In the tradition of the great wordsmiths who labored at their craft whatever their field, Paul often would unwind at night with a few pops at local watering holes wherever racing was conducted.

Back then it was Esposito’s Tavern across from Belmont Park downstate, and Lillian’s on Broadway in Saratoga.

One year Paul rented a house on East Avenue. He was ambling home about 3:30 a.m. when Mitch Levites of NYRA’s closed-circuit TV department rolled up on Paul and lowered his window.

“Give you a lift?” Paul walked over, got in and exchanged pleasantries as Levites put the car in gear and began to slowly roll forward. “Where to?” Levites asked. They went about 40 feet, two or three houses passed where Paul climbed into the car.

“Right here,” he said to Mitch. He got out, put the key in the lock, and disappeared into his Saratoga rental.

Paul won two Eclipse Awards, the Red Smith Award for outstanding coverage of the Kentucky Derby, one from the Associated Press Sports Editors, among others.

At that time Newsday had the best seats in the Belmont Park press box, closest to headstretch. Our perch provided a perfect view of the grotesque scene playing out in front of us, the tragic breakdown of Go for Wand in the 1990 Breeders’ Cup Distaff.

The late Willie Shofner, a.k.a “the Black Prince,” worked the press box lounge back then. He fed us on race days and kept some liquor behind the lunch counter in case one of the scribes had an “emergency.”

Grown men were crying everywhere in the press box and many of us took a time out and a couple of pops before regrouping to report on what had just transpired.

As we started writing, a reporter from another paper came into our office and made the mistake of asking who I liked in the next race. It was a good thing there were no open windows. Paul screamed the guy right out of the room, to say the least.

Then he sat down and wrote a stirring account of the breakdown on deadline, earning him the second of two Eclipse Awards.

Paul Moran was practiced in the art of the give-and-take, rarely without the perfect wisecrack suitable for any occasion.

The perception might have been of a man in conflict with himself, but this was also a man who had pictures of four poor children he helped support through charitable organizations on his refrigerator door. At the end, much of his money was willed to St. Jude’s Children’s Hospital.

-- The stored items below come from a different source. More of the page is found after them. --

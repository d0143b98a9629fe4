use super::models::CheckResult;
use crate::configuration::CheckerSettings;
use async_trait::async_trait;
use opentelemetry::propagation::Injector;
use reqwest::header::{HeaderMap, HeaderName, HeaderValue};
use reqwest::Url;
use std::time::Duration;
use tracing::{Instrument, Span};
use tracing_opentelemetry::OpenTelemetrySpanExt;

#[derive(Debug, thiserror::Error)]
pub enum CheckerError {
    #[error("failed to build http client: {0}")]
    Client(#[from] reqwest::Error),
}

/// Classifies a url as up or down. Implementations never fail: anything that
/// goes wrong while contacting the target is a `Down`.
#[async_trait]
pub trait LivenessProbe: Send + Sync {
    async fn check(&self, url: &str) -> CheckResult;
}

/// Structural check only: a scheme and a non-empty host, no network access.
pub fn validate(url: Option<&str>) -> bool {
    let Some(url) = url.map(str::trim).filter(|url| !url.is_empty()) else {
        return false;
    };

    match Url::parse(url) {
        Ok(parsed) => parsed.host_str().map_or(false, |host| !host.is_empty()),
        Err(_) => false,
    }
}

pub struct HttpLivenessChecker {
    client: reqwest::Client,
}

impl HttpLivenessChecker {
    pub fn new(settings: &CheckerSettings) -> Result<Self, CheckerError> {
        let user_agent = settings.user_agent.clone().unwrap_or_else(|| {
            format!("{}/{}", env!("CARGO_PKG_NAME"), env!("CARGO_PKG_VERSION"))
        });

        let client = reqwest::Client::builder()
            .timeout(Duration::from_secs(settings.timeout_secs))
            .user_agent(user_agent)
            .build()?;

        Ok(Self { client })
    }
}

struct HeaderInjector<'a>(&'a mut HeaderMap);

impl Injector for HeaderInjector<'_> {
    fn set(&mut self, key: &str, value: String) {
        if let (Ok(name), Ok(value)) = (
            HeaderName::from_bytes(key.as_bytes()),
            HeaderValue::from_str(&value),
        ) {
            self.0.insert(name, value);
        }
    }
}

/// Trace context of `span` as request headers, empty when spans are not exported.
fn trace_headers(span: &Span) -> HeaderMap {
    let mut headers = HeaderMap::new();
    let context = span.context();
    opentelemetry::global::get_text_map_propagator(|propagator| {
        propagator.inject_context(&context, &mut HeaderInjector(&mut headers))
    });
    headers
}

#[async_trait]
impl LivenessProbe for HttpLivenessChecker {
    #[tracing::instrument(
        name = "handle",
        skip(self, url),
        fields(url = tracing::field::Empty, response = tracing::field::Empty)
    )]
    async fn check(&self, url: &str) -> CheckResult {
        let url = url.trim();
        let span = Span::current();
        span.record("url", url);

        if !validate(Some(url)) {
            let result = CheckResult::invalid_url(url);
            tracing::warn!(reason = %result, "Rejected url");
            return result;
        }

        let request_span = tracing::info_span!(
            "HTTP GET",
            otel.kind = "client",
            http.method = "GET",
            http.url = %url,
            http.status_code = tracing::field::Empty
        );
        let outcome = self
            .client
            .get(url)
            .headers(trace_headers(&request_span))
            .send()
            .instrument(request_span.clone())
            .await;

        let result = match outcome {
            Ok(response) if response.status().as_u16() > 399 => {
                let status = response.status().as_u16();
                request_span.record("http.status_code", status);
                tracing::debug!(status, "Target responded with an error status");
                CheckResult::Down
            }
            Ok(response) => {
                request_span.record("http.status_code", response.status().as_u16());
                CheckResult::Up
            }
            Err(err) => {
                if err.is_connect() || err.is_timeout() {
                    tracing::warn!(error = %err, "Target unreachable");
                } else {
                    tracing::warn!(error = ?err, "Request to target failed");
                }
                CheckResult::Down
            }
        };

        span.record("response", tracing::field::display(&result));
        result
    }
}
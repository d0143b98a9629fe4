pub mod check;
pub mod health_checks;

pub use check::*;
pub use health_checks::*;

“I can understand my getting sick,” he told a friend after roaming the halls of Sloan Kettering one afternoon following surgery two years ago. “But what did these kids ever do to deserve this?”

Paul probably would be embarrassed to think people might learn about this quiet generosity--not the carefully crafted image of the curmudgeonly contrarian he worked so hard to perfect.

Befitting his half-Irish, half-Italian heritage, he went out as he lived. Paul Moran was a man’s man, right to the very end.